Hier einige markante Textauszüge.

Prim Dr. David Vyssoki, ESRA-Gesundheitszentrum Wien: "Grundsätzlich handelt es sich um ein Syndrom (Anm.: das heißt eine Reihe von Symptomen), das nach "emotional schrecklichen", sogenannten psychotraumatischen Situationen häufig auftritt.. . . .Die Symptome, die im Verlauf des PTBS / PTSD auftreten können, sind sehr unterschiedlich und für das auslösende Ereignis nicht sonderlich spezifisch.
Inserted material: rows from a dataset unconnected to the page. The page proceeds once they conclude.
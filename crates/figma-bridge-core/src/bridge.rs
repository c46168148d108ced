//! Connection bridge to the plugin.
//!
//! Holds at most one plugin WebSocket. Any number of tasks may call
//! [`Bridge::send`] concurrently; each registers a one-shot reply slot keyed by
//! a fresh request ID, and a single reader task per connection routes response
//! envelopes back to their slots.
//!
//! # Locking
//!
//! The current connection and the pending-reply map sit behind separate
//! locks, and neither is held across an await point. Writes to the socket
//! are serialized by a per-connection async mutex.

use crate::cancel::CancellationToken;
use crate::config::BridgeConfig;
use crate::protocol::{BridgeRequest, BridgeResponse, Params};
use crate::{BridgeError, Result};
use axum::extract::ws::{Message, WebSocket};
use futures::stream::{SplitSink, SplitStream};
use futures::{SinkExt, StreamExt};
use serde_json::Value;
use std::collections::HashMap;
use std::sync::atomic::{AtomicU64, Ordering};
use std::sync::{Arc, Mutex, MutexGuard, PoisonError, RwLock};
use tokio::sync::oneshot;
use tracing::{debug, info, warn};

/// One accepted plugin connection.
struct PeerConnection {
    id: u64,
    sink: tokio::sync::Mutex<SplitSink<WebSocket, Message>>,
    /// Fires when the connection is superseded or the bridge closes.
    closed: CancellationToken,
}

impl PeerConnection {
    async fn write(&self, payload: String) -> Result<()> {
        let mut sink = self.sink.lock().await;
        sink.send(Message::Text(payload))
            .await
            .map_err(|e| BridgeError::Transport {
                message: e.to_string(),
            })
    }

    /// Fires `closed` first so writers stuck on this socket give up the sink.
    async fn close(&self) {
        self.closed.cancel();
        let close = async {
            let mut sink = self.sink.lock().await;
            sink.close().await
        };
        match tokio::time::timeout(BridgeConfig::CLOSE_TIMEOUT, close).await {
            Ok(Ok(())) => {}
            Ok(Err(e)) => debug!("Closing plugin connection {} failed: {}", self.id, e),
            Err(_) => debug!("Closing plugin connection {} timed out", self.id),
        }
    }
}

type ReplySlot = oneshot::Sender<BridgeResponse>;

/// Registration in the pending map, removed when the sending call finishes
/// for any reason (reply, write failure, cancellation, or the call's future
/// being dropped).
struct PendingSlot<'a> {
    bridge: &'a Bridge,
    request_id: String,
}

impl<'a> PendingSlot<'a> {
    fn register(bridge: &'a Bridge, request_id: String, slot: ReplySlot) -> Self {
        bridge.lock_pending().insert(request_id.clone(), slot);
        Self { bridge, request_id }
    }
}

impl Drop for PendingSlot<'_> {
    fn drop(&mut self) {
        self.bridge.lock_pending().remove(&self.request_id);
    }
}

/// Correlating request/response bridge over the plugin connection.
#[derive(Default)]
pub struct Bridge {
    conn: RwLock<Option<Arc<PeerConnection>>>,
    pending: Mutex<HashMap<String, ReplySlot>>,
    counter: AtomicU64,
    conn_ids: AtomicU64,
}

impl Bridge {
    pub fn new() -> Self {
        Self::default()
    }

    /// True while a plugin connection is installed.
    pub fn is_connected(&self) -> bool {
        self.read_conn().is_some()
    }

    /// Number of requests currently waiting for a reply.
    pub fn pending_count(&self) -> usize {
        self.lock_pending().len()
    }

    /// Install a freshly upgraded socket, closing whichever one it replaces,
    /// and run its reader until the connection ends.
    pub async fn serve_connection(self: Arc<Self>, socket: WebSocket) {
        let (sink, stream) = socket.split();
        let conn = Arc::new(PeerConnection {
            id: self.conn_ids.fetch_add(1, Ordering::Relaxed) + 1,
            sink: tokio::sync::Mutex::new(sink),
            closed: CancellationToken::new(),
        });

        let previous = self.write_conn().replace(conn.clone());
        if let Some(previous) = previous {
            warn!(
                "Plugin connection {} superseded by {}",
                previous.id, conn.id
            );
            tokio::spawn(async move { previous.close().await });
        }
        info!("Plugin connected (connection {})", conn.id);

        self.read_loop(conn, stream).await;
    }

    async fn read_loop(&self, conn: Arc<PeerConnection>, mut stream: SplitStream<WebSocket>) {
        loop {
            let frame = tokio::select! {
                _ = conn.closed.cancelled() => break,
                frame = stream.next() => frame,
            };

            let payload = match frame {
                Some(Ok(Message::Text(text))) => text.into_bytes(),
                Some(Ok(Message::Binary(bytes))) => bytes,
                Some(Ok(Message::Close(_))) | None => {
                    debug!("Plugin connection {} closed", conn.id);
                    break;
                }
                Some(Ok(_)) => continue,
                Some(Err(e)) => {
                    debug!("Plugin connection {} read error: {}", conn.id, e);
                    break;
                }
            };

            match serde_json::from_slice::<BridgeResponse>(&payload) {
                Ok(resp) => self.deliver(resp),
                Err(e) => warn!("Invalid response from plugin: {}", e),
            }
        }

        self.clear_conn(conn.id);
    }

    /// Hand a response to its waiting caller. Unknown IDs are dropped.
    fn deliver(&self, resp: BridgeResponse) {
        let slot = self.lock_pending().remove(&resp.request_id);
        match slot {
            Some(slot) => {
                // The receiver may have been dropped by a cancelled caller.
                let _ = slot.send(resp);
            }
            None => debug!("Dropping response for unknown request {}", resp.request_id),
        }
    }

    /// Forget the connection only if it is still the current one.
    fn clear_conn(&self, id: u64) {
        let mut current = self.write_conn();
        if current.as_ref().is_some_and(|c| c.id == id) {
            *current = None;
            info!("Plugin disconnected (connection {})", id);
        }
    }

    pub async fn send(
        &self,
        kind: &str,
        node_ids: Option<Vec<String>>,
        cancel: &CancellationToken,
    ) -> Result<Value> {
        self.send_with_params(kind, node_ids, None, cancel).await
    }

    /// Send one request to the plugin and wait for its matching response.
    pub async fn send_with_params(
        &self,
        kind: &str,
        node_ids: Option<Vec<String>>,
        params: Option<Params>,
        cancel: &CancellationToken,
    ) -> Result<Value> {
        let conn = self.read_conn().ok_or(BridgeError::NotConnected)?;

        let request_id = self.next_id();
        let request = BridgeRequest::new(kind, request_id.clone(), node_ids, params);
        let payload = serde_json::to_string(&request)?;

        let (tx, rx) = oneshot::channel();
        let _slot = PendingSlot::register(self, request_id.clone(), tx);

        cancel.check()?;
        debug!("Bridge request {} ({})", request_id, kind);
        tokio::select! {
            written = conn.write(payload) => written?,
            _ = conn.closed.cancelled() => return Err(BridgeError::BridgeClosed),
            reason = cancel.cancelled() => {
                debug!("Bridge request {} abandoned during write: {:?}", request_id, reason);
                return Err(reason.into());
            }
        }

        let resp = tokio::select! {
            reply = rx => reply.map_err(|_| BridgeError::BridgeClosed)?,
            reason = cancel.cancelled() => {
                debug!("Bridge request {} abandoned: {:?}", request_id, reason);
                return Err(reason.into());
            }
        };

        if let Some(message) = resp.peer_error() {
            return Err(BridgeError::Peer(message.to_string()));
        }
        Ok(resp.data.unwrap_or(Value::Null))
    }

    /// Close the current connection and fail every pending request.
    pub async fn close(&self) {
        let conn = self.write_conn().take();
        if let Some(conn) = conn {
            conn.close().await;
        }
        // Dropping the slots wakes each waiter with BridgeClosed.
        let drained: Vec<_> = self.lock_pending().drain().collect();
        if !drained.is_empty() {
            debug!("Failing {} pending bridge requests", drained.len());
        }
    }

    fn next_id(&self) -> String {
        let n = self.counter.fetch_add(1, Ordering::Relaxed) + 1;
        format!(
            "{}-{}-{}",
            BridgeConfig::REQUEST_ID_PREFIX,
            chrono::Local::now().format("%H%M%S"),
            n
        )
    }

    fn read_conn(&self) -> Option<Arc<PeerConnection>> {
        self.conn
            .read()
            .unwrap_or_else(PoisonError::into_inner)
            .clone()
    }

    fn write_conn(&self) -> std::sync::RwLockWriteGuard<'_, Option<Arc<PeerConnection>>> {
        self.conn.write().unwrap_or_else(PoisonError::into_inner)
    }

    fn lock_pending(&self) -> MutexGuard<'_, HashMap<String, ReplySlot>> {
        self.pending.lock().unwrap_or_else(PoisonError::into_inner)
    }
}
Vereinfacht könnte man sagen, es handle sich um den seelischen Nachhall, unabhängig von der Art des psychotraumatischen Schocks . . . Typische Symptome:

Plötzliche, massive Angst-Attacken mit Erregungszuständen Undefinierbare Schuldgefühle (Anm.: "Warum-Frage") Gefühl des seelischen Totseins mit Depression, Apathie, Rückzug, Anhedonie, Erstarrung, geistiger Abstumpfung Quälendes Wiedererleben schrecklicher Situationen; "Flash-Back", Hypermnesie Ermüdbarkeit, Konzentrations- & Gedächtnisstörungen Sexuelle Störungen Psychosomatische Beschwerden wie Herzklopfen, Kopfschmerz, Schwindel, Schweißausbrüche, Magen-Darm-Beschwerden, Schlafstörungen Psychoseartige Symptome wie etwas das Gefühl, noch immer verfolgt zu sein (Anm.: Geräusche-Hören), Derealisation"

Und Univ. Prof. Dr. Peter Hofmann / Univklin. f. Psychiatrie in Graz/ zu den Behandlungschancen:

"Es ist keineswegs so, dass beim PTSD eine "anonyme" Abfolge von Symptomen vorliegt, sondern ganz klare biochemische Veränderungen im Gehirn nachvollzogen werden können. Es gibt also ein "biologisches Korrelat" zu den körperlichen Effekten. Die Erkenntnis um diese Zusammenhänge zwischen Gehirn-Biologie und der Symptomatik hat den Zugang zu einer hoch effizienten medikamentösen Therapie möglich gemacht. Wohlgemerkt - die Pharmakotherapie behandelt hier die vorliegende Imbalance im Gehirnstoffwechsel und nicht das eigentliche Symptom selbst.

Der Ansatz des Zuhörens, des Redens, der Beschreibung, der Zuwendung und gemeinsamen Verarbeitung des Geschehenen ist dem Gespräch, der Psychotherapie vorbehalten. Ebenso die Intervention in der Akutsituation.

Würde man einen Symptomvergleich zwischen dem PTSD und der Depression anstellen, fiele auf, dass es eine Vielzahl ähnlicher oder sogar gleicher Symptome gibt. Daher könnte man vereinfachend sagen: "Beim PTSD handelt es sich um eine andere 'Ausdifferenzierung' eines depressiven Querschnitts." Folgerichtig werden vor allem Anti-Depressiva zur medikamentösen Behandlung der Betroffenen eingesetzt - und das in zahlreichen Studien mit großem Erfolg."